Un hombre que ha soñado con las aguas del mar,
y destroza sus alas como un rayo amarrado,
y estremece las rejas, y se clava los dientes
en los dientes del trueno.
II
Aquí no se pelea por un buey desmayado,
sino por un caballo que ve pudrir sus crines,
y siente sus galopes debajo de los cascos
pudrirse airadamente.
Limpiad el salivazo que lleva en la mejilla,
y desencadenad el corazón del mundo,
y detened las fauces de las voraces cárceles
donde el sol retrocede.
La libertad se pudre desplumada en la lengua
de quienes son sus siervos más que sus poseedores.
Romped esas cadenas, y las otras que escucho
detrás de esos esclavos.
Esos que sólo buscan abandonar su cárcel,
su rincón, su cadena, no la de los demás.
Y en cuanto lo consiguen, descienden pluma a pluma,
enmohecen, se arrastran.
Son los encadenados por siempre desde siempre.
Ser libre es una cosa que sólo un hombre sabe:
sólo el hombre que advierto dentro de esa mazmorra
como si yo estuviera.
Cierra las puertas, echa la aldaba, carcelero.
Ata duro a ese hombre: no le atarás el alma.
Son muchas llaves, muchos cerrojos, injusticias:
no le atarás el alma.
Cadenas, sí: cadenas de sangre necesita.
Hierros venenosos, cálidos, sanguíneos eslabones,
nudos que no rechacen a los nudos siguientes
humanamente atados.
Un hombre aguarda dentro de un pozo sin remedio,
tenso, conmocionado, con la oreja aplicada.
Porque un pueblo ha gritado, ¡libertad!, vuela el cielo.
Y las cárceles vuelan.
PUEBLO (Miguel Hernández)
Pero ¿qué son las armas: qué pueden, quién ha dicho?
Signo de cobardía son: las armas mejores
aquellas que contienen el proyectil de hueso
son.
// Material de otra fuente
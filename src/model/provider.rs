//! Model providers - resolve the model instance a repository is bound to.

use std::any::Any;
use std::collections::HashMap;

use super::Model;
use crate::error::RepositoryError;

/// Resolves an instance of `M` for a repository.
///
/// Failing here is a wiring bug, reported as `RepositoryError::Configuration`.
pub trait ModelProvider<M: Model> {
    fn resolve(&self) -> Result<M, RepositoryError>;
}

/// Resolves any model with a `Default` instance.
#[derive(Debug, Clone, Copy, Default)]
pub struct DefaultProvider;

impl<M: Model + Default> ModelProvider<M> for DefaultProvider {
    fn resolve(&self) -> Result<M, RepositoryError> {
        Ok(M::default())
    }
}

type Factory = Box<dyn Fn() -> Box<dyn Any + Send> + Send + Sync>;

/// Name-keyed factory registry.
///
/// Models resolve under their short type name (`Model::model_name`). A
/// binding that produces some other type is reported when resolved.
#[derive(Default)]
pub struct Container {
    bindings: HashMap<String, Factory>,
}

impl Container {
    pub fn new() -> Self {
        Self::default()
    }

    /// Bind `name` to a factory. Rebinding replaces the previous factory.
    pub fn bind<T, F>(&mut self, name: impl Into<String>, factory: F) -> &mut Self
    where
        T: Any + Send,
        F: Fn() -> T + Send + Sync + 'static,
    {
        self.bindings
            .insert(name.into(), Box::new(move || Box::new(factory()) as Box<dyn Any + Send>));
        self
    }

    pub fn is_bound(&self, name: &str) -> bool {
        self.bindings.contains_key(name)
    }

    /// Build whatever is bound to `name`.
    pub fn make(&self, name: &str) -> Result<Box<dyn Any + Send>, RepositoryError> {
        self.bindings
            .get(name)
            .map(|factory| factory())
            .ok_or_else(|| RepositoryError::Configuration(format!("{} is not bound", name)))
    }
}

impl<M: Model> ModelProvider<M> for Container {
    fn resolve(&self) -> Result<M, RepositoryError> {
        let name = M::model_name();
        self.make(name)?
            .downcast::<M>()
            .map(|model| *model)
            .map_err(|_| {
                RepositoryError::Configuration(format!(
                    "binding {} must produce an instance of model {}",
                    name,
                    std::any::type_name::<M>()
                ))
            })
    }
}

#[cfg(test)]
mod tests {
    use super::*;
    use serde::{Deserialize, Serialize};

    #[derive(Clone, Debug, Default, PartialEq, Serialize, Deserialize)]
    struct Gadget {
        id: String,
    }

    impl Model for Gadget {
        const COLLECTION: &'static str = "gadgets";
        fn id(&self) -> &str {
            &self.id
        }
    }

    #[test]
    fn default_provider_resolves() {
        let gadget: Gadget = DefaultProvider.resolve().unwrap();
        assert_eq!(gadget, Gadget::default());
    }

    #[test]
    fn container_resolves_bound_model() {
        let mut container = Container::new();
        container.bind("Gadget", || Gadget { id: "g".into() });

        let gadget: Gadget = container.resolve().unwrap();
        assert_eq!(gadget.id, "g");
    }

    #[test]
    fn unbound_model_is_configuration_error() {
        let container = Container::new();
        let err = ModelProvider::<Gadget>::resolve(&container).unwrap_err();
        assert!(matches!(err, RepositoryError::Configuration(_)));
    }

    #[test]
    fn binding_to_non_model_is_configuration_error() {
        let mut container = Container::new();
        container.bind("Gadget", || "not a model".to_string());

        let err = ModelProvider::<Gadget>::resolve(&container).unwrap_err();
        assert!(matches!(err, RepositoryError::Configuration(_)));
    }
}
Mírate las manos.
Las ametralladoras, los aeroplanos, pueblo:
todos los armamentos son nada colocados
delante de la terca bravura que resopla
en tu esqueleto fijo.
Porque un cañón no puede lo que pueden diez dedos:
porque le falta el fuego que en los brazos dispara
un corazón que viene distribuyendo chorros
hasta grabar un hombre.
Poco valen las armas que la sangre no nutre
ante un pueblo de pómulos noblemente dispuestos,
poco valen las armas: les falta voz y frente,
les sobra estruendo y humo.
Poco podrán las armas: les falta corazón.
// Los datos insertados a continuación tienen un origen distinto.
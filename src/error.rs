use thiserror::Error;

use crate::model::ModelError;

#[derive(Debug, Clone, PartialEq, Eq, Error)]
pub enum RepositoryError {
    /// The model provider could not produce a valid model for the repository.
    #[error("configuration error: {0}")]
    Configuration(String),
    #[error("no {model} found with id {id}")]
    NotFound { model: String, id: String },
    #[error(transparent)]
    Store(ModelError),
}

impl RepositoryError {
    pub fn is_not_found(&self) -> bool {
        matches!(self, RepositoryError::NotFound { .. })
    }
}

impl From<ModelError> for RepositoryError {
    fn from(err: ModelError) -> Self {
        match err {
            ModelError::NotFound { collection, id } => RepositoryError::NotFound {
                model: collection,
                id,
            },
            other => RepositoryError::Store(other),
        }
    }
}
Separarán de pronto dos cuerpos abrazados,
pero los cuatro brazos avanzarán buscándose
enamoradamente.
Arrasarán un hombre, desclavarán de un vientre
un niño todo lleno de porvenir y sombra,
pero, tras los pedazos y la explosión, la madre
seguirá siendo madre.
Pueblo, chorro que quieren cegar, estrangular,
y salta ante las armas más alto, más potente:
no te estrangularán porque les faltan dedos,
porque te basta sangre.
Las armas son un signo de impotencia: los hombres
se defienden y vencen con el hueso ante todo.
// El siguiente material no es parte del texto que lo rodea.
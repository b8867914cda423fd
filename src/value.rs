use std::cmp::Ordering;
use std::fmt;

use serde::{Deserialize, Serialize};

/// A scalar operand for predicates and `lists` projections.
///
/// Dates travel as pre-formatted text; ISO-8601 strings compare correctly
/// under the lexical ordering used for `Text`.
#[derive(Debug, Clone, PartialEq, Serialize, Deserialize)]
#[serde(untagged)]
pub enum Value {
    Null,
    Bool(bool),
    Int(i64),
    Float(f64),
    Text(String),
}

impl Value {
    pub fn is_null(&self) -> bool {
        matches!(self, Value::Null)
    }

    /// Convert a JSON attribute into a scalar. Arrays and objects have no
    /// scalar form and map to `Null`.
    pub fn from_json(json: &serde_json::Value) -> Value {
        match json {
            serde_json::Value::Null => Value::Null,
            serde_json::Value::Bool(b) => Value::Bool(*b),
            serde_json::Value::Number(n) => match n.as_i64() {
                Some(i) => Value::Int(i),
                None => n.as_f64().map(Value::Float).unwrap_or(Value::Null),
            },
            serde_json::Value::String(s) => Value::Text(s.clone()),
            serde_json::Value::Array(_) | serde_json::Value::Object(_) => Value::Null,
        }
    }

    /// SQL-style comparison: `None` when either side is NULL or the kinds are
    /// not comparable. Integers and floats compare numerically.
    pub fn compare(&self, other: &Value) -> Option<Ordering> {
        match (self, other) {
            (Value::Null, _) | (_, Value::Null) => None,
            (Value::Bool(a), Value::Bool(b)) => Some(a.cmp(b)),
            (Value::Int(a), Value::Int(b)) => Some(a.cmp(b)),
            (Value::Int(a), Value::Float(b)) => (*a as f64).partial_cmp(b),
            (Value::Float(a), Value::Int(b)) => a.partial_cmp(&(*b as f64)),
            (Value::Float(a), Value::Float(b)) => a.partial_cmp(b),
            (Value::Text(a), Value::Text(b)) => Some(a.cmp(b)),
            _ => None,
        }
    }

    /// Total order used for sorting: NULL first, then booleans, numbers, text.
    pub fn sort_cmp(&self, other: &Value) -> Ordering {
        fn rank(v: &Value) -> u8 {
            match v {
                Value::Null => 0,
                Value::Bool(_) => 1,
                Value::Int(_) | Value::Float(_) => 2,
                Value::Text(_) => 3,
            }
        }
        self.compare(other)
            .unwrap_or_else(|| rank(self).cmp(&rank(other)))
    }

    /// Text form used for pattern matching.
    pub fn as_text(&self) -> Option<String> {
        match self {
            Value::Null => None,
            Value::Bool(b) => Some(b.to_string()),
            Value::Int(i) => Some(i.to_string()),
            Value::Float(f) => Some(f.to_string()),
            Value::Text(s) => Some(s.clone()),
        }
    }
}

impl fmt::Display for Value {
    fn fmt(&self, f: &mut fmt::Formatter<'_>) -> fmt::Result {
        match self {
            Value::Null => write!(f, "null"),
            Value::Bool(b) => write!(f, "{}", b),
            Value::Int(i) => write!(f, "{}", i),
            Value::Float(x) => write!(f, "{}", x),
            Value::Text(s) => write!(f, "'{}'", s),
        }
    }
}

impl From<&str> for Value {
    fn from(value: &str) -> Self {
        Value::Text(value.to_string())
    }
}

impl From<String> for Value {
    fn from(value: String) -> Self {
        Value::Text(value)
    }
}

impl From<&String> for Value {
    fn from(value: &String) -> Self {
        Value::Text(value.clone())
    }
}

impl From<bool> for Value {
    fn from(value: bool) -> Self {
        Value::Bool(value)
    }
}

impl From<i32> for Value {
    fn from(value: i32) -> Self {
        Value::Int(value as i64)
    }
}

impl From<i64> for Value {
    fn from(value: i64) -> Self {
        Value::Int(value)
    }
}

impl From<u32> for Value {
    fn from(value: u32) -> Self {
        Value::Int(value as i64)
    }
}

impl From<f64> for Value {
    fn from(value: f64) -> Self {
        Value::Float(value)
    }
}

impl<T: Into<Value>> From<Option<T>> for Value {
    fn from(value: Option<T>) -> Self {
        value.map(Into::into).unwrap_or(Value::Null)
    }
}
Mirad estas palabras donde me ahondo y dejo
fósforo emocionado.
Un hombre desarmado siempre es un firme bloque:
sabe que no es estéril su firmeza, y resiste.
Y los pueblos se salvan por la fuerza que sopla
desde todos sus muertos.
Estos poemas de Miguel Hernández que estoy poniendo para los foreros son de una exquisita sensibilidad. Un poeta y un ser humano maravilloso por eso mi agradecido homenaje.